Peroxisome proliferator-activated receptor-gamma offers a molecular target for drugs aimed to treat type II diabetes mellitus, while its therapeutic potency against cancer disease is currently being explored in preclinical studies. Tyrosine derivatives constitute a major class of peroxisome proliferator-activated receptor-gamma agonists attracting considerable research interest in drug discovery. Thus, the establishment of adequate QSAR models would serve as a guide for further molecular design. In the present study, multivariate data analysis was applied on a large set of tyrosine-based peroxisome proliferator-activated receptor-gamma agonists for modelling binding affinity, expressed as pKi and gene transactivation, expressed as pEC(50). A pool of descriptors based on physicochemical and molecular properties as well as on specific structural characteristics was used and two PLS models with satisfactory statistics were produced for binding data.
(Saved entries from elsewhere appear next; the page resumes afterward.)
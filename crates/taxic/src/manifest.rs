//! `taxi.toml` project manifests.

use std::path::{Path, PathBuf};

use serde::Deserialize;

pub const MANIFEST_FILE: &str = "taxi.toml";

/// Failure to locate or load a project's sources.
#[derive(Debug, thiserror::Error)]
pub enum ProjectError {
    #[error("failed to read {}: {}", .path.display(), .source)]
    Io {
        path: PathBuf,
        #[source]
        source: std::io::Error,
    },
    #[error("failed to parse manifest: {0}")]
    Manifest(#[from] toml::de::Error),
    #[error("'{}' does not exist", .0.display())]
    NotFound(PathBuf),
    #[error("no .taxi files found under '{}'", .0.display())]
    NoSources(PathBuf),
}

/// A parsed `taxi.toml`.
#[derive(Debug, Deserialize)]
pub struct Manifest {
    pub project: ProjectConfig,
    #[serde(default)]
    pub compiler: CompilerConfig,
}

#[derive(Debug, Deserialize)]
pub struct ProjectConfig {
    pub name: String,
    pub version: String,
    /// Directory holding the `.taxi` sources, relative to the manifest.
    #[serde(default = "default_source_root")]
    pub source_root: PathBuf,
}

#[derive(Debug, Default, Deserialize)]
pub struct CompilerConfig {
    #[serde(default)]
    pub warnings_as_errors: bool,
}

fn default_source_root() -> PathBuf {
    PathBuf::from("src")
}

impl Manifest {
    pub fn from_file(path: &Path) -> Result<Manifest, ProjectError> {
        let content = std::fs::read_to_string(path).map_err(|source| ProjectError::Io {
            path: path.to_path_buf(),
            source,
        })?;
        Self::parse(&content)
    }

    pub fn parse(content: &str) -> Result<Manifest, ProjectError> {
        Ok(toml::from_str(content)?)
    }
}

#[cfg(test)]
mod tests {
    use super::*;

    #[test]
    fn parse_full_manifest() {
        let manifest = Manifest::parse(
            r#"
[project]
name = "trades"
version = "0.1.0"
source_root = "schemas"

[compiler]
warnings_as_errors = true
"#,
        )
        .unwrap();
        assert_eq!(manifest.project.name, "trades");
        assert_eq!(manifest.project.version, "0.1.0");
        assert_eq!(manifest.project.source_root, PathBuf::from("schemas"));
        assert!(manifest.compiler.warnings_as_errors);
    }

    #[test]
    fn defaults_apply() {
        let manifest = Manifest::parse("[project]\nname = \"x\"\nversion = \"1.0.0\"\n").unwrap();
        assert_eq!(manifest.project.source_root, PathBuf::from("src"));
        assert!(!manifest.compiler.warnings_as_errors);
    }

    #[test]
    fn missing_project_table_is_an_error() {
        let err = Manifest::parse("[compiler]\n").unwrap_err();
        assert!(err.to_string().starts_with("failed to parse manifest"), "{err}");
    }
}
According to them, molecular weight, rotatable bonds and lipophilicity were found to exert a considerable positive influence, while excess negative and positive charge created by additional acidic or basic groups in the molecules was unfavourable. With gene transactivation data, an adequate model was obtained only for the highly active compounds if considered separately. The higher complexity incorporated in gene transactivation data was further investigated by establishing a PLS model, which improved the inter-relationship between pEC(50) and pKi.